§ **WHAT TO DO**
Find the word "node" in the material below and gather every line that contains it.

§ **DATA SUPPLIED**
BEGIN
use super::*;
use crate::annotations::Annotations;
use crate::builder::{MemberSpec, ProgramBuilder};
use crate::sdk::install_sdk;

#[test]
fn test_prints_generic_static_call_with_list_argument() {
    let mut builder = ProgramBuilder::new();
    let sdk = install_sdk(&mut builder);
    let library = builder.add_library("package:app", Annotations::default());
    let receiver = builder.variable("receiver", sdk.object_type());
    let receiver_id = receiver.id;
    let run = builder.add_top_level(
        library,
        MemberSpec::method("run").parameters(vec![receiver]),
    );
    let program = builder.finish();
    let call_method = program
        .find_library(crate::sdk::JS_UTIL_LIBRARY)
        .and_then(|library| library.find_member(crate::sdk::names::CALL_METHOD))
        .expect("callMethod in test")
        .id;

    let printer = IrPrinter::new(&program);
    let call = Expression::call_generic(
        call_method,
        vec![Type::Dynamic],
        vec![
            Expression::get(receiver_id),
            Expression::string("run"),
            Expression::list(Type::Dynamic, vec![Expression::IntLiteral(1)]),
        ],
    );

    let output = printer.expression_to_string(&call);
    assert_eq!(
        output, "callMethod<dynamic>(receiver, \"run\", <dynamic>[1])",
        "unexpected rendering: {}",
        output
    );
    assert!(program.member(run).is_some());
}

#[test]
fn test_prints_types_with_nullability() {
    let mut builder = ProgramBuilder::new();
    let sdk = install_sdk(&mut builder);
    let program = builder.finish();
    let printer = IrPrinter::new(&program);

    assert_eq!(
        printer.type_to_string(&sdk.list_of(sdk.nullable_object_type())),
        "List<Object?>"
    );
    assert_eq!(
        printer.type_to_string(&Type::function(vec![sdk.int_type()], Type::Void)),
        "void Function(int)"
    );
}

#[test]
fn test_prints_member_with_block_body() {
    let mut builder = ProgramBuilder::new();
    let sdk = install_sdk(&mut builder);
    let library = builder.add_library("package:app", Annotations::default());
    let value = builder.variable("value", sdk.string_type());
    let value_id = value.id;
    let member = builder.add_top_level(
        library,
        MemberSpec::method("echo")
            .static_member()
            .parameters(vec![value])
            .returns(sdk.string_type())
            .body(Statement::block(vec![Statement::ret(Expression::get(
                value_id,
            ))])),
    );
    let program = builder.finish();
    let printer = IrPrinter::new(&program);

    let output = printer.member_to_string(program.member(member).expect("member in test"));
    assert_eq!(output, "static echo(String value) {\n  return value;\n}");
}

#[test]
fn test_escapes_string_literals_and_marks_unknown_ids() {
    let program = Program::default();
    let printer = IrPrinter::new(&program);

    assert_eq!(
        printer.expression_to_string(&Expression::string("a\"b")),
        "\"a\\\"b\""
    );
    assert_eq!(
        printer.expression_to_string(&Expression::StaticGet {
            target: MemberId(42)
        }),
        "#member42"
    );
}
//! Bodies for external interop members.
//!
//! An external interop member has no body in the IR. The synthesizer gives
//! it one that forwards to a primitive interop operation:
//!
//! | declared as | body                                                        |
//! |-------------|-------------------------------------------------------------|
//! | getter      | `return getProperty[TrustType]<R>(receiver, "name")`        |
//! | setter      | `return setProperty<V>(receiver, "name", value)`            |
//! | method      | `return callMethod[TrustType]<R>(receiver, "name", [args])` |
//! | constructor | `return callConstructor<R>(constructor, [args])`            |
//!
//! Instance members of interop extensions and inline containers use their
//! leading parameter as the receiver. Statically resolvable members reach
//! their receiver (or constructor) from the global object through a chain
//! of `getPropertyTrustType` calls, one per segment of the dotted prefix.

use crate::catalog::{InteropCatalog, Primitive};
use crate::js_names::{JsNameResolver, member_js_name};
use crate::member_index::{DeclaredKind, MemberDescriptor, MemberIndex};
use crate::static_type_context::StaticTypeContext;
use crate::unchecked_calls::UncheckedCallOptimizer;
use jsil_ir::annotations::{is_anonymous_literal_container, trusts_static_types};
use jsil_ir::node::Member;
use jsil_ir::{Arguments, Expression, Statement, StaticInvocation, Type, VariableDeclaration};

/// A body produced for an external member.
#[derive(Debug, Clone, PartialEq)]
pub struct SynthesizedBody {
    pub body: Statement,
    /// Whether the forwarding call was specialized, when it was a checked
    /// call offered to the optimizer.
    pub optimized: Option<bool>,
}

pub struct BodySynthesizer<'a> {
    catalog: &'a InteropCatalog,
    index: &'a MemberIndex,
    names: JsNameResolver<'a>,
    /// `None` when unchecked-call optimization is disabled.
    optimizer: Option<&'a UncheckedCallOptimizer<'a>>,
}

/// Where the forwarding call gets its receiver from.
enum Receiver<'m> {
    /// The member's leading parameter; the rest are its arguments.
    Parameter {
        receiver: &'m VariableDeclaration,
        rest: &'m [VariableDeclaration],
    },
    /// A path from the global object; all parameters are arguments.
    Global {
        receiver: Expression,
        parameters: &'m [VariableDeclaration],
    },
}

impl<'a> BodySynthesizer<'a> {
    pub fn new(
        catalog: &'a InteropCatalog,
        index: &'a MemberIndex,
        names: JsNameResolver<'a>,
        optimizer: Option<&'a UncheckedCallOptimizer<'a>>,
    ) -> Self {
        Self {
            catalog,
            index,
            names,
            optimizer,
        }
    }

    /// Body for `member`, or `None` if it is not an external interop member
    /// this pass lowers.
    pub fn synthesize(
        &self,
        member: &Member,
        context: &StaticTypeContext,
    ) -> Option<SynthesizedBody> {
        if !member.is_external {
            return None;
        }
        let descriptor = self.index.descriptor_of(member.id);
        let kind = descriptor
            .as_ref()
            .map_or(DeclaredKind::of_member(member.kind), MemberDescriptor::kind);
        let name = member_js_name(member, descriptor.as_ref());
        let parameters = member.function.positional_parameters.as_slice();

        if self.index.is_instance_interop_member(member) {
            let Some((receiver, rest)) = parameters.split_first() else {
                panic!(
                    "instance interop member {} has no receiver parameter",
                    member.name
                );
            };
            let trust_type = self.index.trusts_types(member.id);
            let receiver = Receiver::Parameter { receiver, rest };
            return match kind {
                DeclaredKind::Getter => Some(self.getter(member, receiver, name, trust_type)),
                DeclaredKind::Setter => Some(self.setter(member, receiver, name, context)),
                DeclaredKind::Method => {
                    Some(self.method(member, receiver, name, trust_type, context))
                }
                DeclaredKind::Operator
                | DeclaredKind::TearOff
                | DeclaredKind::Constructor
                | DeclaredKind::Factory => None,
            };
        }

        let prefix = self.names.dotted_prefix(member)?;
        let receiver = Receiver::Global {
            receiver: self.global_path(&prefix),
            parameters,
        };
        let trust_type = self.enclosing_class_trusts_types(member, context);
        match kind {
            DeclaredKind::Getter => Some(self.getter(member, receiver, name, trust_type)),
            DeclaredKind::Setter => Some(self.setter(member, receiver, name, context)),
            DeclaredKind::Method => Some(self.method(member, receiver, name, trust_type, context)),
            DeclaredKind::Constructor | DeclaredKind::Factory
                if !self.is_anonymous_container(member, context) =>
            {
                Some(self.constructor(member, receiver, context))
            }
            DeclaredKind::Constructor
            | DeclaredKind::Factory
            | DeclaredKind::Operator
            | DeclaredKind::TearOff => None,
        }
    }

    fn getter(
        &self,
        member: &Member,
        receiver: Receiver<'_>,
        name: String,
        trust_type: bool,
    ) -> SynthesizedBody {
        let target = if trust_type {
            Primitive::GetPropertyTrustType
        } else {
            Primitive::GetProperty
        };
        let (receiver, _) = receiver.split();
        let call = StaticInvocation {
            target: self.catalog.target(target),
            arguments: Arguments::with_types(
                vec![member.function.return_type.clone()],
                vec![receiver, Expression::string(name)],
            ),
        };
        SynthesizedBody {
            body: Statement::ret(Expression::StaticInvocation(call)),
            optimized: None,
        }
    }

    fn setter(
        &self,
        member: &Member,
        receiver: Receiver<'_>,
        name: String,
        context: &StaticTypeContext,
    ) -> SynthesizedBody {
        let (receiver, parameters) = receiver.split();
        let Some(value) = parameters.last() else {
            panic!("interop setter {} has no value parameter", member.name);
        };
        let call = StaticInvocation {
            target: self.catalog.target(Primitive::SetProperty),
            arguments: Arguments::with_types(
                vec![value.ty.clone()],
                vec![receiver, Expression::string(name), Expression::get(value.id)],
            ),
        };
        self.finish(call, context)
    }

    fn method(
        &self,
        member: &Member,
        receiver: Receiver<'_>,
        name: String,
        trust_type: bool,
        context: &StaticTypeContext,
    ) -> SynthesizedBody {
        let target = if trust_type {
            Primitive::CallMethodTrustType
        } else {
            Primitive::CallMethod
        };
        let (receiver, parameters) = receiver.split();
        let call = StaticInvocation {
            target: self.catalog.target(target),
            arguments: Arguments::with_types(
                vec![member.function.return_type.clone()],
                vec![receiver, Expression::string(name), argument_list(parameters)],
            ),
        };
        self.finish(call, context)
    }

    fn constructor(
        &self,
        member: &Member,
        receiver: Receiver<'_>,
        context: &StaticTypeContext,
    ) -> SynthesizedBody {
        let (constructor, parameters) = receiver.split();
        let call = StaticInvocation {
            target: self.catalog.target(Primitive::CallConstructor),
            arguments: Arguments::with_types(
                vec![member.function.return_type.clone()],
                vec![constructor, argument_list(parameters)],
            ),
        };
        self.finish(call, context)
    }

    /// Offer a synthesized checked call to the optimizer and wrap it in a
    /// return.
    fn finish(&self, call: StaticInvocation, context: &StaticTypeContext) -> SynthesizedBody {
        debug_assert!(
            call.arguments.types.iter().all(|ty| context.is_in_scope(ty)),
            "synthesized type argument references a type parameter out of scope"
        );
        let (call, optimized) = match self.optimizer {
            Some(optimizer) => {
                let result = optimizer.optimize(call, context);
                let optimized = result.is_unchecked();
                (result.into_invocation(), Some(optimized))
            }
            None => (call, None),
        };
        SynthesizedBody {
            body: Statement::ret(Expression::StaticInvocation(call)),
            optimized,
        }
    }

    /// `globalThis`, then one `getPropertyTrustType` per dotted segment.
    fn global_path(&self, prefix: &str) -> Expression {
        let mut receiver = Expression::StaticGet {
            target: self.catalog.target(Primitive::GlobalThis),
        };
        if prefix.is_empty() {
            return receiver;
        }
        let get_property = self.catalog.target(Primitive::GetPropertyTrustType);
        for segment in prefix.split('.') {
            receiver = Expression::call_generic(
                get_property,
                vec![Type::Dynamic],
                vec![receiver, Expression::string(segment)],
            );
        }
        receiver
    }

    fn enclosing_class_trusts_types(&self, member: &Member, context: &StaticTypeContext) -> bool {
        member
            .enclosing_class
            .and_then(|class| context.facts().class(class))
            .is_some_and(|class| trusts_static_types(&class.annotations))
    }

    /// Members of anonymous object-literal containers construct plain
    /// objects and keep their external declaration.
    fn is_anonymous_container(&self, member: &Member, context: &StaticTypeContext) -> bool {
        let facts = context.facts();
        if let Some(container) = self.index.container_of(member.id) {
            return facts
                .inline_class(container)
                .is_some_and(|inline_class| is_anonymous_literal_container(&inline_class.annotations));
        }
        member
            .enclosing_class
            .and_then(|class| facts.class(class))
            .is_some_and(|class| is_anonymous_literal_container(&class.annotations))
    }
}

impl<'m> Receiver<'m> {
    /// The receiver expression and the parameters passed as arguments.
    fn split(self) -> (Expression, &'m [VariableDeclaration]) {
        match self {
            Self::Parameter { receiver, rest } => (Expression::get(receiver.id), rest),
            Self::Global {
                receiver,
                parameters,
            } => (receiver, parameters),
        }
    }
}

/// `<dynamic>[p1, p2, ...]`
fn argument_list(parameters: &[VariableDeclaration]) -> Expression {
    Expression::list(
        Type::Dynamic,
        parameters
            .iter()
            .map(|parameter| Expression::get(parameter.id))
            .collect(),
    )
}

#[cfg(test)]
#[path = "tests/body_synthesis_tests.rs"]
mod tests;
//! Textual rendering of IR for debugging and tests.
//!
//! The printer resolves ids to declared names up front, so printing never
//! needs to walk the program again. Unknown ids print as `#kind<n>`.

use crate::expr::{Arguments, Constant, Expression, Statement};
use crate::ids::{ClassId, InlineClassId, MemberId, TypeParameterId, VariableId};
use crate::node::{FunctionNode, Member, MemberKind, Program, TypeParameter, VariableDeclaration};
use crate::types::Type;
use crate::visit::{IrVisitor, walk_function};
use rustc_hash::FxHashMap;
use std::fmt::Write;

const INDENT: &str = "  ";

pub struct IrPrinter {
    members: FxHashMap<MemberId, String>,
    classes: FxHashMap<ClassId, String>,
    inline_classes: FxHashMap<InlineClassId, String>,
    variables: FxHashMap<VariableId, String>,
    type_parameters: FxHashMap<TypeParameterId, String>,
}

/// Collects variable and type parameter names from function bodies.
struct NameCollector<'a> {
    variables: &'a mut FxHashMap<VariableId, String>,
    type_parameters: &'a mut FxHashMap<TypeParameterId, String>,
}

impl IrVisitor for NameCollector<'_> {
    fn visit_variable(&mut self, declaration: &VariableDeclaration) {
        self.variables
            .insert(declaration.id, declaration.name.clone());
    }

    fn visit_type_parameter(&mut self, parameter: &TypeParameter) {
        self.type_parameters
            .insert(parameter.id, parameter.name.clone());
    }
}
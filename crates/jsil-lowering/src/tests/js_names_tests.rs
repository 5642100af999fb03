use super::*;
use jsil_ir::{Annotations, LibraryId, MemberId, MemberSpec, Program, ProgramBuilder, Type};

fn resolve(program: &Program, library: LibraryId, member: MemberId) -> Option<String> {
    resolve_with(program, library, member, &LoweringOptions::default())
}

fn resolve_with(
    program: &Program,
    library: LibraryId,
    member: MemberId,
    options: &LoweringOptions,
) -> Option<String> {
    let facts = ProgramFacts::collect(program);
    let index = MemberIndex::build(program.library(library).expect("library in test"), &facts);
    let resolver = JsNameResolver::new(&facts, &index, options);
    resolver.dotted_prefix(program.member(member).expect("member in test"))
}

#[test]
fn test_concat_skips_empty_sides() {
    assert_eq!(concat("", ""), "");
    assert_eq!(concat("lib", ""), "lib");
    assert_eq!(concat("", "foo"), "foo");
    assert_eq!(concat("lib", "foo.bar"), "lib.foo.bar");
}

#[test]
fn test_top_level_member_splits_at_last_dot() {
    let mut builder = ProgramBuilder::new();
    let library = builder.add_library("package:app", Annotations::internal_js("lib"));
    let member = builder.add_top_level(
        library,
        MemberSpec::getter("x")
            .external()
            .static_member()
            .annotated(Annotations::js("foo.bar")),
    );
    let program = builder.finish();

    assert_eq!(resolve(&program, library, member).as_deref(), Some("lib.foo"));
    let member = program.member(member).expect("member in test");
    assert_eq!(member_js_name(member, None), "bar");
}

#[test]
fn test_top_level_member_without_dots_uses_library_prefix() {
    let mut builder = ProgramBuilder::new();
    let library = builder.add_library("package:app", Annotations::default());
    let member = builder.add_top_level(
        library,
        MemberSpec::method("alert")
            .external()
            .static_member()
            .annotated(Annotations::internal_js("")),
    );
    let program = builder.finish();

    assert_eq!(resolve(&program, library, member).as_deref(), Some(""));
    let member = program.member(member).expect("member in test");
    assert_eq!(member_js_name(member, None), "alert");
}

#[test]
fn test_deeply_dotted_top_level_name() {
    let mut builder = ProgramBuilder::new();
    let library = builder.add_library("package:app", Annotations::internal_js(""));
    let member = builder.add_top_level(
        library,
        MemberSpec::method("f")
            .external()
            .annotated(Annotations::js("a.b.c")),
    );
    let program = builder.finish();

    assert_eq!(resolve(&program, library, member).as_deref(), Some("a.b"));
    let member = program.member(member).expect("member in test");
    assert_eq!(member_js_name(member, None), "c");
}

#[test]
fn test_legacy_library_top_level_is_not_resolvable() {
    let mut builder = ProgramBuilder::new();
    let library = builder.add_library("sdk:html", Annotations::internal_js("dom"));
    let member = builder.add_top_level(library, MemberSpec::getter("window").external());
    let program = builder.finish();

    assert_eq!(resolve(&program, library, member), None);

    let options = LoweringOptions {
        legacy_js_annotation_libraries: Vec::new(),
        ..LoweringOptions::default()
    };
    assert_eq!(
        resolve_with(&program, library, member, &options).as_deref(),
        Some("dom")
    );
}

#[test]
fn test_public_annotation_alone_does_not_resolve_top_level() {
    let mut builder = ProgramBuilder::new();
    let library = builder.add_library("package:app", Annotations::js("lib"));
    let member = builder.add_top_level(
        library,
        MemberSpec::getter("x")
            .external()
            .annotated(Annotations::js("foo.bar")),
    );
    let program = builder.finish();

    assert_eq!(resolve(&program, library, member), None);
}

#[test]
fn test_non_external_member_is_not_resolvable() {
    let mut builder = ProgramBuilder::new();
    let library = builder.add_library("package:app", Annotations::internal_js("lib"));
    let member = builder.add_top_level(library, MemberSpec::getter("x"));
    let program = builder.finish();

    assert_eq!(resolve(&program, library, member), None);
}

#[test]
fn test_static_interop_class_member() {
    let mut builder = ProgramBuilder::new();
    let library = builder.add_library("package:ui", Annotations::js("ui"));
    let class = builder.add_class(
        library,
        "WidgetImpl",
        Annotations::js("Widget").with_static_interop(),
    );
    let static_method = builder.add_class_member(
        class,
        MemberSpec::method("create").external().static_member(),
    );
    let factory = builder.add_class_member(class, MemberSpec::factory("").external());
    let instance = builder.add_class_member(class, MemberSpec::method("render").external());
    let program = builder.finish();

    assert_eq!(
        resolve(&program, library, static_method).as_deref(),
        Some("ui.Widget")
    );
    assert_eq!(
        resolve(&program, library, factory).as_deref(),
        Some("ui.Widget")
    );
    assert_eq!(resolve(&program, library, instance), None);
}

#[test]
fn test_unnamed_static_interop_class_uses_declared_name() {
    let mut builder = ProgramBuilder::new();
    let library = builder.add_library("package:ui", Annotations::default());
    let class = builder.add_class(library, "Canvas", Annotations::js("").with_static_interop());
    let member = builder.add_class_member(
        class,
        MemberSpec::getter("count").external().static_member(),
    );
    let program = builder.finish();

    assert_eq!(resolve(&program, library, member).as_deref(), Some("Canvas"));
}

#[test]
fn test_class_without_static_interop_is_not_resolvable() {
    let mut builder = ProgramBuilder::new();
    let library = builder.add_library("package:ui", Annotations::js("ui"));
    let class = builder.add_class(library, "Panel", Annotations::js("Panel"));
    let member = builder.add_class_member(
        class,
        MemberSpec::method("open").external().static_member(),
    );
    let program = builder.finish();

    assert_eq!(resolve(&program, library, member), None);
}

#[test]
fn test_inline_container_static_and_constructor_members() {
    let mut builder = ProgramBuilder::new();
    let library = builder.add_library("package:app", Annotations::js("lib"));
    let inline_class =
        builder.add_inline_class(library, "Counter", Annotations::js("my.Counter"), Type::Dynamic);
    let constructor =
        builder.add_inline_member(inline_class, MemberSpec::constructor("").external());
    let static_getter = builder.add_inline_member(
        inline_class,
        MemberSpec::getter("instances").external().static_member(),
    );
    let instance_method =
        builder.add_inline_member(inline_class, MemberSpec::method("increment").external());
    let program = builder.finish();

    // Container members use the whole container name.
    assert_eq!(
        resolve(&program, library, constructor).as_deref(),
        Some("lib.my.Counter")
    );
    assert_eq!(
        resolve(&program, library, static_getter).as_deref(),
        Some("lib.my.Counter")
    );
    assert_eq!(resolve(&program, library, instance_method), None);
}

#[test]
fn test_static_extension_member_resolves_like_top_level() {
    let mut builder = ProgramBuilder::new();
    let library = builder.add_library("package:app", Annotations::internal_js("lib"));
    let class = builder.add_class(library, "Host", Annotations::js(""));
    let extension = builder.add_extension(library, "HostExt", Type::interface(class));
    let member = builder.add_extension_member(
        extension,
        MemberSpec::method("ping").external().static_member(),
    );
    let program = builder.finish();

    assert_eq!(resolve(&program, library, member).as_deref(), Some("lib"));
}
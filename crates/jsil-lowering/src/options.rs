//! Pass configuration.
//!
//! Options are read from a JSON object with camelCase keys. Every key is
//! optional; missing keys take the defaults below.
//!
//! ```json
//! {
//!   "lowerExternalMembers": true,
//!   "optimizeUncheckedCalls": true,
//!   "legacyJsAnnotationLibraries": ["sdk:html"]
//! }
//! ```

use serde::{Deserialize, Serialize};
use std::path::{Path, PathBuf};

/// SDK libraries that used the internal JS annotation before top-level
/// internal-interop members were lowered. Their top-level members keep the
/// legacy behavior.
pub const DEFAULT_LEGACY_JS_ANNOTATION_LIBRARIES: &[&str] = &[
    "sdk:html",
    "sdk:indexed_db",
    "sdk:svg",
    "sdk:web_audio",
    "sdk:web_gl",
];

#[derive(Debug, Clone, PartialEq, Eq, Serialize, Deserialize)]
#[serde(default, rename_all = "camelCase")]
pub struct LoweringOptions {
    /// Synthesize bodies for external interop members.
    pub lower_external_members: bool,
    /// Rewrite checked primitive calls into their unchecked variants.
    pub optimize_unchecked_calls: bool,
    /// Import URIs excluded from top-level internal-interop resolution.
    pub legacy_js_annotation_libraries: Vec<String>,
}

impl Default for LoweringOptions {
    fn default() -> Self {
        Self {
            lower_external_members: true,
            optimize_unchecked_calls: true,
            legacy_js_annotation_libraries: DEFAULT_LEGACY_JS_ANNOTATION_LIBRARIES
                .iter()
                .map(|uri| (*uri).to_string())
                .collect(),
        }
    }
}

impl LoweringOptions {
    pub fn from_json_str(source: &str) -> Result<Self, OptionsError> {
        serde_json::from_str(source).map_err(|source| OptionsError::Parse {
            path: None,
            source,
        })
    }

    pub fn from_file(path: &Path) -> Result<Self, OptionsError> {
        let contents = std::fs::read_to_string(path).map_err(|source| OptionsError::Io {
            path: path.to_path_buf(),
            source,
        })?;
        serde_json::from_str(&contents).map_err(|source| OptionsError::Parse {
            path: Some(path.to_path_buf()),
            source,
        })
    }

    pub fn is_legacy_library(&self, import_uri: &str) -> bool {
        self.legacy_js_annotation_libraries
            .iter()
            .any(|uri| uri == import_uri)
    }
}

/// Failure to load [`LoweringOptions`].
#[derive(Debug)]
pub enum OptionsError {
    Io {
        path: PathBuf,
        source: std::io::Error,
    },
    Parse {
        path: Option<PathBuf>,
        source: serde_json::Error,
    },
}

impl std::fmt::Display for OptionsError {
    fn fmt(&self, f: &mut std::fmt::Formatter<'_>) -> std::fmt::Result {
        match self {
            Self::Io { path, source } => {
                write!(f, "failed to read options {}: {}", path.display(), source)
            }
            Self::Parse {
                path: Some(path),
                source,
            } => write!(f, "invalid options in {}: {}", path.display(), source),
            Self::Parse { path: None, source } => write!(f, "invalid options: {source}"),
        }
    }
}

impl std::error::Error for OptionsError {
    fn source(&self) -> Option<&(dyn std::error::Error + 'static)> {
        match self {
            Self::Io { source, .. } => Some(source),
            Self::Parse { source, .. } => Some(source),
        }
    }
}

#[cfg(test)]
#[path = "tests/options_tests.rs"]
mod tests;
END
§ **EXERCISE RESULT**
use jsil_ir::node::Member;
use crate::node::{FunctionNode, Member, MemberKind, Program, TypeParameter, VariableDeclaration};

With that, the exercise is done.